* U.S. retail sales unexpectedly fall; jobless claims rise
* U.S. stocks manage gains, but Cisco falls
* European stocks dip
* Italy's Letta announces resignation after market close
* Bond prices gain
By Caroline Valetkevitch
NEW YORK, Feb 13 World stock markets were nearly
flat on Thursday as soft U.S. retail sales, considered a gauge
of consumer spending, were blamed on bad weather, while the
dollar fell to a two-week low against the euro.
U.S. stocks edged higher, recovering from earlier losses,
with the Nasdaq gaining for a sixth straight session, which
would be its longest winning streak since December 2011.
Unseasonably cold and snowy weather hurt U.S. retail sales,
which fell unexpectedly in January. Other data showed more
Americans filed for jobless benefits last week.
Large parts of the United States have been gripped by
freezing temperatures and snow storms, which caused investors to
largely discount both the day's and other recent weak data that
suggested the economy started the year on weaker footing.
"We understand the impact the weather is having, and we
expect the economy is going to perk up when we get some more
seasonal weather in the second quarter. Autos will come back,
housing will come back," said Phil Orlando, chief equity
strategist at Federated Investors in New York.
"That's the reason why I think the S&P 500 is up right now
in the face of at least on the surface what was a disastrous
retail sales report."
On Thursday, the eastern United States was in the grip of
another deadly winter storm that began late Wednesday.
The Dow Jones industrial average rose 55.3 points or
0.35 percent, to 16,019.24, the S&P 500 gained 9.23
points or 0.51 percent, to 1,828.49 and the Nasdaq Composite
added 33.433 points or 0.8 percent, to 4,234.721.
The broad MSCI All-Country World Index was
up 0.2 percent, reversing earlier losses, while MSCI's index of
emerging market stocks was down 0.8 percent.

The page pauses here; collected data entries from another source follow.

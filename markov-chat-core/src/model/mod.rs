//! Markov chain over word tokens.
//!
//! - Tokenization and detokenization (`tokenizer`)
//! - Bigram states and their successors (`state`)
//! - The transition table built from a corpus (`transition_table`)
//! - Injectable randomness (`picker`)
//! - Bounded stochastic generation (`generator`)

/// Lowercase word / punctuation tokenizer and the line sentinels.
pub mod tokenizer;

/// Bigram keys and the successor list stored for each of them.
pub mod state;

/// Transition table built from a corpus.
///
/// Supports sequential and parallel construction and merging.
pub mod transition_table;

/// "Pick one of N" capability used by the generator.
pub mod picker;

/// Seed handling and the bounded walk through the table.
pub mod generator;
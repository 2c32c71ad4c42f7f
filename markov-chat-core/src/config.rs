use std::fs;
use std::path::Path;

use serde::Deserialize;

use crate::corpus::default_corpus;
use crate::error::ChatError;
use crate::model::generator::{DEFAULT_MAX_TOKENS, FALLBACK_MESSAGE, Generator};
use crate::rules::RuleSet;

/// Status reported after a successful training.
pub const TRAINED_MESSAGE: &str = "Treino atualizado. JARViS pronto.";

/// Settings of a chat bot.
///
/// Every field is optional in a configuration file, missing ones keep
/// their default value.
///
/// ```toml
/// max_tokens = 40
/// fallback_message = "Não sei o que dizer."
/// default_corpus = ["Uma frase.", "Outra frase."]
///
/// [rules]
/// oi = "Olá!"
/// ```
#[derive(Deserialize, Clone, Debug, PartialEq)]
#[serde(default)]
pub struct ChatConfig {
	/// Upper bound on generated tokens per reply.
	pub max_tokens: usize,

	/// Reply used when generation produces nothing.
	pub fallback_message: String,

	/// Status returned by a training.
	pub trained_message: String,

	/// Lines used when no training text is available.
	pub default_corpus: Vec<String>,

	/// Exact token triggers answered before generation.
	pub rules: RuleSet,
}

impl Default for ChatConfig {
	fn default() -> Self {
		Self {
			max_tokens: DEFAULT_MAX_TOKENS,
			fallback_message: FALLBACK_MESSAGE.to_owned(),
			trained_message: TRAINED_MESSAGE.to_owned(),
			default_corpus: default_corpus(),
			rules: RuleSet::default(),
		}
	}
}

impl ChatConfig {
	/// Loads a TOML configuration file.
	///
	/// # Errors
	/// - [`ChatError::Io`] if the file cannot be read
	/// - [`ChatError::Config`] if it is not valid TOML or fails validation
	pub fn load<P: AsRef<Path>>(path: P) -> Result<Self, ChatError> {
		let contents = fs::read_to_string(path)?;
		Self::from_toml(&contents)
	}

	/// Parses and validates a TOML document.
	pub fn from_toml(contents: &str) -> Result<Self, ChatError> {
		let config: Self = toml::from_str(contents).map_err(|e| ChatError::Config(e.to_string()))?;
		config.validate()?;
		Ok(config)
	}

	/// Checks the invariants the engine relies on.
	///
	/// # Errors
	/// Returns [`ChatError::Config`] if:
	/// - `max_tokens` is 0
	/// - `fallback_message` is blank
	/// - `default_corpus` has no non-blank line
	pub fn validate(&self) -> Result<(), ChatError> {
		if self.max_tokens == 0 {
			return Err(ChatError::Config("max_tokens must be >= 1".to_owned()));
		}
		if self.fallback_message.trim().is_empty() {
			return Err(ChatError::Config("fallback_message cannot be empty".to_owned()));
		}
		if self.default_corpus.iter().all(|line| line.trim().is_empty()) {
			return Err(ChatError::Config("default_corpus needs at least one line".to_owned()));
		}
		Ok(())
	}

	/// Generator configured with these settings.
	pub fn generator(&self) -> Generator {
		Generator::new(self.max_tokens, self.fallback_message.clone())
	}
}
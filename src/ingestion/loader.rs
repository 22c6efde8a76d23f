//! Text -> [`TypedStore`] pipeline.
//!
//! Lines are split, comments and blank lines skipped, the header (if any) bound to the schema
//! once, and every data line tokenized and coerced into a row.
//!
//! When an [`super::observability::IngestionObserver`] is configured, every entry point
//! reports:
//!
//! - `on_warning` for each recovered per-row anomaly
//! - `on_success` on success, with row/warning/skipped-line stats
//! - `on_failure` on failure, with a computed severity
//! - `on_alert` on failure when that severity is >= `options.alert_at_or_above`

use std::fs;
use std::path::Path;

use crate::error::{IngestionError, IngestionResult};
use crate::store::{LoadWarning, TypedStore};
use crate::types::{Schema, Value};

use super::binder::{bind_columns, ColumnBinding};
use super::coerce::coerce;
use super::observability::{severity_for_error, IngestionContext, IngestionStats};
use super::options::{LoaderOptions, MissingFieldPolicy};
use super::tokenizer::{lines, FieldSpan, Line, Lines, Tokenizer, UnterminatedQuote};

/// Source name used by [`parse`].
pub const MEMORY_SOURCE: &str = "<memory>";

/// Parse an in-memory buffer into a [`TypedStore`].
///
/// Either the whole input loads or a single [`IngestionError`] is returned; there is no
/// partial store.
///
/// ```rust
/// use typed_csv_store::ingestion::{parse, LoaderOptions};
/// use typed_csv_store::types::{Schema, Value};
///
/// let schema = Schema::from_names(["ID", "Name", "Level"]);
/// let text = "ID,Name,Level\n1,Alice,10\n2,Bob,\n";
/// let store = parse(text, &schema, &LoaderOptions::default()).unwrap();
///
/// assert_eq!(store.row_count(), 2);
/// assert_eq!(store.column("Level").unwrap(), &[Value::Int64(10), Value::Null]);
/// ```
pub fn parse(text: &str, schema: &Schema, options: &LoaderOptions) -> IngestionResult<TypedStore> {
    parse_source(MEMORY_SOURCE, text, schema, options)
}

/// Like [`parse`], with a human-readable source name for diagnostics.
///
/// A leading UTF-8 byte-order mark is ignored.
pub fn parse_source(
    source: &str,
    text: &str,
    schema: &Schema,
    options: &LoaderOptions,
) -> IngestionResult<TypedStore> {
    let ctx = IngestionContext {
        source: source.to_string(),
    };
    let result = load(&ctx, text, schema, options);
    finish(&ctx, options, result)
}

/// Read a UTF-8 file and parse it.
///
/// I/O failures (missing file, invalid UTF-8) surface as [`IngestionError::Io`] and are
/// reported as `Critical`.
pub fn load_from_path(
    path: impl AsRef<Path>,
    schema: &Schema,
    options: &LoaderOptions,
) -> IngestionResult<TypedStore> {
    let path = path.as_ref();
    let ctx = IngestionContext {
        source: path.display().to_string(),
    };
    let result = fs::read_to_string(path)
        .map_err(IngestionError::from)
        .and_then(|text| load(&ctx, &text, schema, options));
    finish(&ctx, options, result)
}

struct Loaded {
    store: TypedStore,
    skipped_lines: usize,
}

fn finish(
    ctx: &IngestionContext,
    options: &LoaderOptions,
    result: IngestionResult<Loaded>,
) -> IngestionResult<TypedStore> {
    match &result {
        Ok(loaded) => {
            tracing::debug!(
                source = %ctx.source,
                rows = loaded.store.row_count(),
                skipped_lines = loaded.skipped_lines,
                "parse finished"
            );
        }
        Err(e) => tracing::debug!(source = %ctx.source, error = %e, "parse failed"),
    }

    if let Some(obs) = options.observer.as_ref() {
        match &result {
            Ok(loaded) => obs.on_success(
                ctx,
                IngestionStats {
                    rows: loaded.store.row_count(),
                    warnings: loaded.store.load_warnings().len(),
                    skipped_lines: loaded.skipped_lines,
                },
            ),
            Err(e) => {
                let sev = severity_for_error(e);
                obs.on_failure(ctx, sev, e);
                if sev >= options.alert_at_or_above {
                    obs.on_alert(ctx, sev, e);
                }
            }
        }
    }

    result.map(|loaded| loaded.store)
}

/// Lines left after dropping comments and (optionally) blank lines.
struct ContentLines<'a, 'o> {
    inner: Lines<'a>,
    options: &'o LoaderOptions,
    skipped: usize,
}

impl<'a> Iterator for ContentLines<'a, '_> {
    type Item = Line<'a>;

    fn next(&mut self) -> Option<Line<'a>> {
        for line in self.inner.by_ref() {
            if self.options.skips(line.text) {
                self.skipped += 1;
                continue;
            }
            return Some(line);
        }
        None
    }
}

fn load(
    ctx: &IngestionContext,
    text: &str,
    schema: &Schema,
    options: &LoaderOptions,
) -> IngestionResult<Loaded> {
    let text = text.strip_prefix('\u{feff}').unwrap_or(text);
    let tokenizer = Tokenizer::new(options.delimiter).with_quote(options.quote);
    let mut content = ContentLines {
        inner: lines(text),
        options,
        skipped: 0,
    };

    tracing::debug!(source = %ctx.source, fields = schema.len(), has_header = options.has_header, "parse started");

    let (binding, expected_width) = if options.has_header {
        let line = content.next().ok_or(IngestionError::MissingHeader)?;
        let header = tokenize(&tokenizer, &line)?;
        if header.iter().all(|f| f.as_str().trim().is_empty()) {
            return Err(IngestionError::EmptyHeader { line: line.number });
        }
        (bind_columns(schema, Some(&header))?, header.len())
    } else {
        (bind_columns(schema, None)?, schema.len())
    };

    let mut store = TypedStore::new(schema.clone());
    let builder = RowBuilder {
        schema,
        options,
        binding: &binding,
        expected_width,
    };

    for line in content.by_ref() {
        let fields = tokenize(&tokenizer, &line)?;
        let row = store.row_count();
        let (values, anomalies) = builder.build(&line, &fields)?;
        store
            .add_parsed(values, line.number)
            .map_err(|e| IngestionError::SchemaMismatch {
                message: e.to_string(),
            })?;

        for message in anomalies {
            let warning = LoadWarning {
                line: line.number,
                row,
                message,
            };
            tracing::warn!(source = %ctx.source, line = warning.line, row, "{}", warning.message);
            if let Some(obs) = options.observer.as_ref() {
                obs.on_warning(ctx, &warning);
            }
            store.push_warning(warning);
        }
    }

    Ok(Loaded {
        store,
        skipped_lines: content.skipped,
    })
}

fn tokenize<'a>(tokenizer: &Tokenizer, line: &Line<'a>) -> IngestionResult<Vec<FieldSpan<'a>>> {
    tokenizer
        .tokenize(line.text)
        .map_err(|UnterminatedQuote { offset }| IngestionError::UnterminatedQuote {
            line: line.number,
            column: line.text[..offset].chars().count() + 1,
        })
}

/// Turns one tokenized data line into schema-ordered values.
struct RowBuilder<'s> {
    schema: &'s Schema,
    options: &'s LoaderOptions,
    binding: &'s ColumnBinding,
    expected_width: usize,
}

impl RowBuilder<'_> {
    /// Returns the row values plus messages for any recovered anomalies.
    fn build(&self, line: &Line<'_>, fields: &[FieldSpan<'_>]) -> IngestionResult<(Vec<Value>, Vec<String>)> {
        let policy = self.options.missing_field_policy;
        let found = fields.len();
        let mut anomalies = Vec::new();

        if self.options.strict_column_count && found != self.expected_width {
            if policy == MissingFieldPolicy::Throw {
                return Err(IngestionError::ColumnCountMismatch {
                    line: line.number,
                    expected: self.expected_width,
                    found,
                });
            }
            anomalies.push(format!(
                "expected {} fields, found {found}",
                self.expected_width
            ));
        }

        let mut values = Vec::with_capacity(found.max(self.schema.len()));
        let mut missing = Vec::new();
        for (field, &column) in self.schema.fields.iter().zip(self.binding.columns()) {
            match fields.get(column) {
                Some(span) => values.push(self.coerce_span(span)),
                None => {
                    missing.push(field.label());
                    values.push(match policy {
                        MissingFieldPolicy::SetDefault => field.default.clone().unwrap_or(Value::Null),
                        MissingFieldPolicy::Throw | MissingFieldPolicy::Ignore => Value::Null,
                    });
                }
            }
        }

        if !missing.is_empty() {
            let action = match policy {
                MissingFieldPolicy::Throw => {
                    return Err(IngestionError::ColumnCountMismatch {
                        line: line.number,
                        expected: self.binding.required_width(),
                        found,
                    });
                }
                MissingFieldPolicy::SetDefault => "default applied",
                MissingFieldPolicy::Ignore => "left null",
            };
            anomalies.push(format!("missing column(s) {}; {action}", missing.join(", ")));
        }

        if self.options.retain_extra_columns {
            for (column, span) in fields.iter().enumerate() {
                if !self.binding.is_bound(column) {
                    values.push(self.coerce_span(span));
                }
            }
        }

        Ok((values, anomalies))
    }

    fn coerce_span(&self, span: &FieldSpan<'_>) -> Value {
        let text = span.as_str();
        if self.options.trim_fields && !span.quoted {
            coerce(text.trim())
        } else {
            coerce(text)
        }
    }
}
//! Type inference for raw field text.
//!
//! The cascade is fixed: boolean literal, then integer (only when the text has no decimal
//! point), then float, then the text itself. Empty text is [`Value::Null`].

use std::num::IntErrorKind;

use crate::types::Value;

/// Coerce one (already trimmed, if trimming is enabled) field into a [`Value`].
///
/// - `"true"`/`"false"` in any case become [`Value::Bool`], before any numeric form.
/// - Text without `.` is tried as `i64` first so integers never pass through `f64`.
/// - Integer literals that overflow `i64` are kept verbatim as strings.
/// - Floats must contain at least one digit, so `inf`/`NaN` stay strings.
/// - Numbers are locale-invariant: `.` decimal point, no grouping separators.
pub fn coerce(text: &str) -> Value {
    if text.is_empty() {
        return Value::Null;
    }
    if text.eq_ignore_ascii_case("true") {
        return Value::Bool(true);
    }
    if text.eq_ignore_ascii_case("false") {
        return Value::Bool(false);
    }

    if !text.contains('.') {
        match text.parse::<i64>() {
            Ok(i) => return Value::Int64(i),
            Err(e) if matches!(e.kind(), IntErrorKind::PosOverflow | IntErrorKind::NegOverflow) => {
                return Value::Utf8(text.to_owned());
            }
            Err(_) => {}
        }
    }

    if text.bytes().any(|b| b.is_ascii_digit()) {
        if let Ok(f) = text.parse::<f64>() {
            return Value::Float64(f);
        }
    }

    Value::Utf8(text.to_owned())
}
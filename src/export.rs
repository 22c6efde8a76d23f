//! Writing a [`TypedStore`] back out as delimited text.

use std::io;

use csv::QuoteStyle;
use serde::{Deserialize, Serialize};

use crate::error::{IngestionError, IngestionResult};
use crate::store::TypedStore;

/// Options for [`write_csv`].
#[derive(Debug, Clone, PartialEq, Eq, Serialize, Deserialize)]
#[serde(default)]
pub struct ExportOptions {
    /// Field delimiter; must be ASCII.
    pub delimiter: char,
    /// Write a header line with the field labels.
    pub include_header: bool,
}

impl Default for ExportOptions {
    fn default() -> Self {
        Self {
            delimiter: ',',
            include_header: true,
        }
    }
}

/// Write the schema fields of every row as CSV.
///
/// Data cells that do not read as numbers are always quoted. Quoted text is neither trimmed
/// nor taken for a comment on reload, so padded strings and strings starting with `#` keep
/// their exact text. Null writes as an empty quoted field and integral floats keep their `.0`.
/// Reading the output with default options and the same delimiter yields the values [`parse`]
/// produced; a hand-built `Utf8` cell that looks like a number or boolean reloads as one.
/// Extra source columns are not written.
///
/// [`parse`]: crate::ingestion::parse
pub fn write_csv<W: io::Write>(store: &TypedStore, mut writer: W, options: &ExportOptions) -> IngestionResult<()> {
    let delimiter = u8::try_from(options.delimiter)
        .ok()
        .filter(u8::is_ascii)
        .ok_or_else(|| IngestionError::SchemaMismatch {
            message: format!("export delimiter {:?} is not ASCII", options.delimiter),
        })?;

    if options.include_header {
        let labels: Vec<String> = store.schema().fields.iter().map(|f| f.label()).collect();
        let style = if labels.iter().any(|l| needs_quotes(l)) {
            QuoteStyle::Always
        } else {
            QuoteStyle::Necessary
        };
        let mut header = csv_writer(delimiter, style, &mut writer);
        header.write_record(&labels)?;
        header.flush()?;
    }

    let mut wtr = csv_writer(delimiter, QuoteStyle::NonNumeric, &mut writer);
    for row in store.rows() {
        wtr.write_record(row.fields().iter().map(ToString::to_string))?;
    }
    wtr.flush()?;
    Ok(())
}

fn csv_writer<W: io::Write>(delimiter: u8, style: QuoteStyle, writer: W) -> csv::Writer<W> {
    csv::WriterBuilder::new()
        .delimiter(delimiter)
        .quote_style(style)
        .has_headers(false)
        .from_writer(writer)
}

/// Text the loader would trim or skip as a comment if written bare.
fn needs_quotes(text: &str) -> bool {
    text.trim() != text || text.starts_with('#')
}

/// [`write_csv`] into a `String`.
pub fn to_csv_string(store: &TypedStore, options: &ExportOptions) -> IngestionResult<String> {
    let mut buf = Vec::new();
    write_csv(store, &mut buf, options)?;
    String::from_utf8(buf).map_err(|e| IngestionError::Io(io::Error::new(io::ErrorKind::InvalidData, e)))
}

#[cfg(test)]
mod tests {
    use super::{to_csv_string, ExportOptions};
    use crate::error::IngestionError;
    use crate::store::TypedStore;
    use crate::types::{Schema, Value};

    fn store() -> TypedStore {
        TypedStore::from_rows(
            Schema::from_names(["ID", "Name", "Score"]),
            vec![
                vec![Value::Int64(1), Value::from("Smith, J"), Value::Float64(3.0)],
                vec![Value::Int64(2), Value::from("say \"hi\""), Value::Null],
            ],
        )
        .unwrap()
    }

    #[test]
    fn writes_header_and_quotes_non_numeric_cells() {
        let out = to_csv_string(&store(), &ExportOptions::default()).unwrap();
        assert_eq!(out, "ID,Name,Score\n1,\"Smith, J\",3.0\n2,\"say \"\"hi\"\"\",\"\"\n");
    }

    #[test]
    fn header_can_be_omitted_and_delimiter_changed() {
        let opts = ExportOptions {
            delimiter: '\t',
            include_header: false,
        };
        let out = to_csv_string(&store(), &opts).unwrap();
        assert!(out.starts_with("1\t\"Smith, J\"\t3.0\n"));
    }

    #[test]
    fn padded_and_hash_labels_are_quoted_in_the_header() {
        let store = TypedStore::new(Schema::from_names(["#id", " name"]));
        let out = to_csv_string(&store, &ExportOptions::default()).unwrap();
        assert_eq!(out, "\"#id\",\" name\"\n");
    }

    #[test]
    fn non_ascii_delimiter_is_rejected() {
        let opts = ExportOptions {
            delimiter: '§',
            ..Default::default()
        };
        let err = to_csv_string(&store(), &opts).unwrap_err();
        assert!(matches!(err, IngestionError::SchemaMismatch { .. }));
    }
}
use typed_csv_store::ingestion::{parse, LoaderOptions};
use typed_csv_store::store::TypedStore;
use typed_csv_store::types::{Schema, Value};
use typed_csv_store::StoreError;

fn loaded() -> TypedStore {
    let schema = Schema::from_names(["id", "team", "score", "active"]);
    let text = "id,team,score,active\n\
                1,red,10,true\n\
                2,blue,7.5,false\n\
                3,red,,true\n\
                4,green,10.0,TRUE\n\
                5,blue,3,false\n";
    parse(text, &schema, &LoaderOptions::default()).unwrap()
}

#[test]
fn row_and_column_views_agree() {
    let store = loaded();
    for field in ["id", "team", "score", "active"] {
        let column = store.column(field).unwrap();
        assert_eq!(column.len(), store.row_count());
        for (i, row) in store.rows().enumerate() {
            assert_eq!(row.get(field).unwrap(), &column[i]);
        }
    }
}

#[test]
fn index_matches_a_column_scan() {
    let store = loaded();
    for field in ["team", "score", "active"] {
        let column = store.column(field).unwrap();
        let index = store.build_index(field).unwrap();
        for (value, rows) in index.iter() {
            let scanned: Vec<usize> = column
                .iter()
                .enumerate()
                .filter(|(_, v)| *v == value)
                .map(|(i, _)| i)
                .collect();
            assert_eq!(rows, scanned.as_slice());
        }
    }
}

#[test]
fn numbers_index_by_value_and_strings_exactly() {
    let store = loaded();
    let index = store.build_index("score").unwrap();
    // "10" and "10.0" parse to Int64(10) and Float64(10.0), which are equal.
    assert_eq!(index.get(&Value::Int64(10)), &[0, 3]);

    let hits = store.find_all("team", &Value::from("red")).unwrap();
    assert_eq!(hits.iter().map(|r| r.index()).collect::<Vec<_>>(), vec![0, 2]);
    assert!(store.find("team", &Value::from("RED")).unwrap().is_none());
}

#[test]
fn find_returns_first_match() {
    let store = loaded();
    let row = store.find("team", &Value::from("blue")).unwrap().unwrap();
    assert_eq!(row.index(), 1);
    assert_eq!(row.get_as::<f64>("score").unwrap(), Some(7.5));
}

#[test]
fn group_by_keeps_first_seen_order() {
    let store = loaded();
    let groups: Vec<(String, Vec<usize>)> = store
        .group_by("team")
        .unwrap()
        .into_iter()
        .map(|(v, rows)| (v.to_string(), rows.to_vec()))
        .collect();
    assert_eq!(
        groups,
        vec![
            ("red".to_string(), vec![0, 2]),
            ("blue".to_string(), vec![1, 4]),
            ("green".to_string(), vec![3]),
        ]
    );
}

#[test]
fn typed_column_access() {
    let store = loaded();
    assert_eq!(
        store.column_as::<i64>("id").unwrap(),
        vec![Some(1), Some(2), Some(3), Some(4), Some(5)]
    );
    assert_eq!(
        store.column_as::<bool>("active").unwrap(),
        vec![Some(true), Some(false), Some(true), Some(true), Some(false)]
    );
    assert_eq!(store.column_as::<f64>("score").unwrap()[2], None);
}

#[test]
fn lookup_failures_are_distinct_from_null() {
    let store = loaded();
    assert_eq!(store.value(2, "score").unwrap(), &Value::Null);
    assert!(matches!(store.column("nope"), Err(StoreError::UnknownField(_))));
    assert!(matches!(store.row(99), Err(StoreError::RowOutOfBounds { index: 99, len: 5 })));
    assert!(matches!(store.column(7usize), Err(StoreError::FieldOutOfBounds { .. })));
}

#[test]
fn set_value_keeps_views_and_index_in_sync() {
    let mut store = loaded();
    assert_eq!(store.build_index("team").unwrap().get(&Value::from("green")), &[3]);

    store.set_value(0, "team", Value::from("green")).unwrap();

    assert_eq!(store.row(0).unwrap().get("team").unwrap(), &Value::from("green"));
    assert_eq!(store.column("team").unwrap()[0], Value::from("green"));
    assert_eq!(store.build_index("team").unwrap().get(&Value::from("green")), &[0, 3]);
}

#[test]
fn concurrent_readers_share_one_index() {
    let store = loaded();
    let results: Vec<Vec<usize>> = std::thread::scope(|s| {
        let handles: Vec<_> = (0..4)
            .map(|_| s.spawn(|| store.build_index("team").unwrap().get(&Value::from("blue")).to_vec()))
            .collect();
        handles.into_iter().map(|h| h.join().unwrap()).collect()
    });
    assert!(results.iter().all(|r| r == &vec![1, 4]));
}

In Europe, shares dipped as losses in Italy weighed on the
market due to political uncertainty there that raised worries
about efforts to turn around Italy's sputtering economy.
However, after the market close, Italian Prime Minister Enrico
Letta said he would tender his resignation on Friday, opening
the way for center-left leader Matteo Renzi to take the helm.
European stocks snapped a week-long winning streak, with the
pan-European FTSEurofirst 300 index ending down 0.1
Shares of Swiss food group Nestle fell 1.5 percent
after the company said it may undershoot its long-term growth
targets again this year.
In the foreign exchange market, the dollar fell to a
two-week low against the euro and slid against other major
currencies, after the day's U.S. economic data. U.S. bond prices
rose following two days of losses.
The euro rallied against the dollar, to $1.3694, its
strongest level since Jan. 27, before trimming gains to trade
0.55 percent higher on the day, at $1.3681.
Benchmark 10-year Treasuries were up 9/32 in
price to yield 2.73 percent.
On Wall Street, a disappointing outlook from Cisco Systems
limited gains. Cisco shares fell 3.8 percent to $21.99.
U.S. CRUDE INCHES UP
Oil prices were mixed. Brent's losses were limited by a
report from the International Energy Agency (IEA) that developed
world inventories fell by 137 million barrels at the end of last
year, for the steepest quarterly decline since 1999.
Brent crude oil futures for March delivery, due to
expire later on Thursday, were down 8 cents at $108.71 a barrel
while U.S. crude oil was up 17 cents at $100.54.
In the precious metals market, gold rose to a three-month
high, targeting a break above $1,300 after the disappointing
U.S. retail sales data weighed on the dollar.
Spot gold was last up 0.5 percent at $1,296.69 an
ounce. It rose to $1,299.50, its highest since Nov. 8 earlier.